Ленка тихо засмеялась.
– Я не люблю драться, – серьёзно объяснил я, – а моя жена любит, вот и всё. Ну ладно, пора посмотреть, что за улов тут у нас.
Я подошёл к Сёме, который уже пришёл в себя и ошалело тряс головой, пытаясь понять, что же с ним произошло. Я пнул его в бок, заставив охнуть.
– Ты лучше лежи смирно, – посоветовал я ему, – а то я тебе что-нибудь сломаю. Дай-ка свою карточку гражданина.
Потребовалось ещё несколько пинков по рёбрам, чтобы он неохотно протянул свою карточку. Порядком протрезвевший Матюха свою карточку отдал без дополнительного стимулирования.
– Фамилия одинаковая, – заметил я. – Братья, что ли?
– Братья, – мрачно подтвердил Семён.
– А она тебе кто?
– Сеструха.
– У вас в семье, похоже, только сестра умная, – рассеянно заметил я, изучая карточки. – Лен, ты будешь смеяться, но они оба с «Милика». А код подразделения двадцать четыре на «Милике» – не помнишь, что это у нас такое?
– Помню, – сказала Ленка посмеиваясь. – Это кузнечно-прессовый.
– Кузнецы, значит. И дух ваш молод[6], да?
– Чевось? – тупо переспросил Сёма.
– Тебе не кажется, Лен, что вокруг нас как-то слишком уж много кузнецов? – спросил я, не обращая внимания на Семёна.
– Ну с этими-то кузнецами мы легко можем расстаться, – улыбнулась Ленка. – Что ты собираешься с ними делать? Сдать страже?
– Не хотелось бы позориться, – задумчиво сказал я. – Представляешь, как я буду объяснять страже, что меня грабят мои собственные рабочие?
Со стороны девчонки донеслась волна ужаса, которая тут же сменилась отчаянием. Она сидела на земле и тихонько всхлипывала, явно не ожидая уже ничего хорошего.
– Значит так, Семён, и ты, Матвей, – начал я, приняв, наконец, решение. – Завтра вы явитесь на завод как обычно, на проходной доложитесь охране и будете там ждать Антона Кельмина. Карточки ваши будут у него, он и назначит наказание. А теперь поднялись и пошли вон отсюда.
Долго себя упрашивать они не заставили. Уже через полминуты до нас доносился забавный диалог издалека:
– Ну что ты дерёшься, Настька, – плаксиво басил Семён.
– Погоди ещё, вот дома батя вам пропишет, придуркам, – злым голосом сулила Настька.
– Ну чё ты, Насть, зачем бате рассказывать.

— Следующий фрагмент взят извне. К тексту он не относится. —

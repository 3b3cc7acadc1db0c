//! Scenario metadata resolution.
//!
//! [`AnnotationResolver`] is a query facade over one suite's metadata. It
//! merges declared metadata (titles, issues, tags, markers) with issue
//! references embedded in title text, and degrades to extracting references
//! from the raw scenario name when no suite metadata exists at all (e.g.
//! dynamically generated scenario names).
//!
//! Every operation is a total function: a missing scenario, suite, or
//! metadata field yields an empty/negative result, never an error.

use crate::formatting::issues_in;
use crate::metadata::{Marker, MetadataProvider, ScenarioMetadata, Tag};
use crate::naming::base_scenario_name;

/// Operating mode: backed by suite metadata, or purely textual.
enum Scope<'a> {
    Suite(&'a dyn MetadataProvider),
    NameOnly,
}

/// Immutable query facade over a suite's scenario metadata.
///
/// Construction is cheap; a resolver holds no state beyond its scope and
/// may be rebuilt for every resolution.
pub struct AnnotationResolver<'a> {
    scope: Scope<'a>,
}

impl<'a> AnnotationResolver<'a> {
    /// Resolver backed by a suite's metadata provider.
    pub fn for_suite(provider: &'a dyn MetadataProvider) -> Self {
        Self {
            scope: Scope::Suite(provider),
        }
    }

    /// Resolver with no suite context. Scenario lookups come up empty and
    /// issue resolution falls back to the scenario name itself.
    pub fn name_only() -> Self {
        Self {
            scope: Scope::NameOnly,
        }
    }

    fn scenario(&self, scenario_name: &str) -> Option<&'a ScenarioMetadata> {
        match self.scope {
            Scope::Suite(provider) => provider.scenario(base_scenario_name(scenario_name)),
            Scope::NameOnly => None,
        }
    }

    /// Declared title of the matching scenario.
    pub fn title_for(&self, scenario_name: &str) -> Option<String> {
        self.scenario(scenario_name).and_then(|s| s.title.clone())
    }

    /// Whether the resolved scenario carries the canonical pending marker.
    pub fn is_pending(&self, scenario_name: &str) -> bool {
        scenario_is_pending(self.scenario(scenario_name))
    }

    /// Whether the resolved scenario carries any marker named `Ignore`.
    pub fn is_ignored(&self, scenario_name: &str) -> bool {
        scenario_is_ignored(self.scenario(scenario_name))
    }

    /// Issue references embedded in the scenario's title, falling back to
    /// the raw scenario name when no title resolves.
    pub fn issues_in_title_of(&self, scenario_name: &str) -> Vec<String> {
        match self.title_for(scenario_name) {
            Some(title) => issues_in(&title),
            None => issues_in(scenario_name),
        }
    }

    /// The scenario's single declared issue, independent of title parsing.
    pub fn declared_issue_for(&self, scenario_name: &str) -> Option<String> {
        self.scenario(scenario_name).and_then(|s| s.issue.clone())
    }

    /// The scenario's declared issue list, independent of title parsing.
    pub fn declared_issues_for(&self, scenario_name: &str) -> Option<Vec<String>> {
        self.scenario(scenario_name).and_then(|s| s.issues.clone())
    }

    /// The suite's single declared issue.
    pub fn suite_issue(&self) -> Option<String> {
        match self.scope {
            Scope::Suite(provider) => provider.suite().issue.clone(),
            Scope::NameOnly => None,
        }
    }

    /// The suite's declared issue list.
    pub fn suite_issues(&self) -> Option<Vec<String>> {
        match self.scope {
            Scope::Suite(provider) => provider.suite().issues.clone(),
            Scope::NameOnly => None,
        }
    }

    /// All issues associated with a scenario.
    ///
    /// In suite mode, merges in fixed order: the declared issue list, the
    /// singular declared issue, and - only when the scenario also carries a
    /// title - the references embedded in that title. In name-only mode the
    /// scenario name itself is the only source. Order preserved, no
    /// deduplication.
    pub fn issues_for(&self, scenario_name: &str) -> Vec<String> {
        match self.scope {
            Scope::Suite(_) => self.issues_from_scenario(scenario_name),
            Scope::NameOnly => self.issues_in_title_of(scenario_name),
        }
    }

    fn issues_from_scenario(&self, scenario_name: &str) -> Vec<String> {
        let mut issues = Vec::new();

        if let Some(declared) = self.declared_issues_for(scenario_name) {
            issues.extend(declared);
        }
        if let Some(issue) = self.declared_issue_for(scenario_name) {
            issues.push(issue);
        }
        if self.title_for(scenario_name).is_some() {
            issues.extend(self.issues_in_title_of(scenario_name));
        }

        issues
    }

    /// Suite tags followed by the scenario's tags, order preserved.
    pub fn tags_for(&self, scenario_name: &str) -> Vec<Tag> {
        let mut tags = self.suite_tags();
        if let Some(scenario) = self.scenario(scenario_name) {
            tags.extend(scenario.tags.iter().cloned());
            if let Some(tag) = &scenario.tag {
                tags.push(tag.clone());
            }
        }
        tags
    }

    /// Type-level tags: the declared tag list followed by the singular tag.
    pub fn suite_tags(&self) -> Vec<Tag> {
        match self.scope {
            Scope::Suite(provider) => {
                let suite = provider.suite();
                let mut tags = suite.tags.clone();
                if let Some(tag) = &suite.tag {
                    tags.push(tag.clone());
                }
                tags
            }
            Scope::NameOnly => Vec::new(),
        }
    }
}

/// Whether a scenario carries the canonical pending marker, matched by
/// exact (namespace, name) identity. `None` is not pending.
pub fn scenario_is_pending(scenario: Option<&ScenarioMetadata>) -> bool {
    scenario.is_some_and(|s| s.has_marker(&Marker::pending()))
}

/// Whether a scenario carries any marker whose simple name is `Ignore`,
/// whatever namespace declared it. `None` is not ignored.
pub fn scenario_is_ignored(scenario: Option<&ScenarioMetadata>) -> bool {
    scenario.is_some_and(|s| s.has_marker_named(Marker::IGNORE_NAME))
}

Ленка засмеялась, слушая удаляющиеся голоса.
– Что ты с ними решил-то?
– Скажу Антону, чтобы подыскал им на завтрашний день работку потяжелей и погрязней. Канализацию почистить или ещё что-нибудь в таком роде. Самое то с похмелья.
– Разжалобила она тебя?
– Разжалобила, – признал я. – Такое чистое горе, еле удержался, чтобы просто их не отпустить.
– Они вообще-то преступники.
– С точки зрения закона – да. Но судья их тоже в тюрьму не послал бы, разве что я стал бы настаивать. Всё-таки есть разница между уголовником и обычным придурком, который выпил и захотел покуражиться. Ладно, пойдём отсюда, а то попахивает здесь после того, как ты Матюху протрезвила.
– Пойдём, – вздохнув, согласилась Ленка. – Вот уж точно придурки, такой вечер испортили.
– Зато подралась, – заметил я. – Отличное развлечение для красивой женщины – избить мужчину. А лучше двух.
Ленка больно ткнула меня в бок.
– Или трёх, – меланхолично добавил я.
Художник, вдохновенно вырисовывающий крыло огромной бабочки на бетонной стене, был здорово похож на Сальвадора Дали. Во всяком случае, выглядел он совершенно сумасшедшим. Я так засмотрелся на него, пока шёл к калитке, что споткнулся о выступающий камень мостовой. Рисунки на стене были действительно неплохи, но бетонная стена даже с неплохими рисунками по-прежнему оставалась бетонной стеной с кольцами колючей проволоки наверху. Словом, облагородить свою ограду у Ренских не особо получилось, хотя по сравнению с исходной серой поверхностью прогресс определённо был.